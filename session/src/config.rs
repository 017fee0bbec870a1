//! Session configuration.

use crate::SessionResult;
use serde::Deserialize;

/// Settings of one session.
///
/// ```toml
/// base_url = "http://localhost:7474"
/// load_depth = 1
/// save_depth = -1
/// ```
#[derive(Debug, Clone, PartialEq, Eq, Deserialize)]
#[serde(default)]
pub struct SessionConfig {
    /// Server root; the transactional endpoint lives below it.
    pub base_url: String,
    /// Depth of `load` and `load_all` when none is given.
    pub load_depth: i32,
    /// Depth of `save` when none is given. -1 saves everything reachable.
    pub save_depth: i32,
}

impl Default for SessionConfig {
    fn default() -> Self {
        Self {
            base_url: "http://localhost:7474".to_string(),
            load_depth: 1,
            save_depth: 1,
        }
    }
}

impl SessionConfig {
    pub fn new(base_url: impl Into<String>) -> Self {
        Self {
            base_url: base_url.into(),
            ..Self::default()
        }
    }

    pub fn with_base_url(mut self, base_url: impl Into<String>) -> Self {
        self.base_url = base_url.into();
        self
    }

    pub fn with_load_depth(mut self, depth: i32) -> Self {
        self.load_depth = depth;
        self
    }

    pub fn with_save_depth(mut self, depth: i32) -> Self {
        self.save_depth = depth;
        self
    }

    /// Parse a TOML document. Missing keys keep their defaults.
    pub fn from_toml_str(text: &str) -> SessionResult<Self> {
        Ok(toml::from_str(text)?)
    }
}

* * *

_REQUIREMENT_. The records are given above. Copy each line in them that holds "when".

_EXPECTED ANSWER_.
    /// Depth of `load` and `load_all` when none is given.
    /// Depth of `save` when none is given. -1 saves everything reachable.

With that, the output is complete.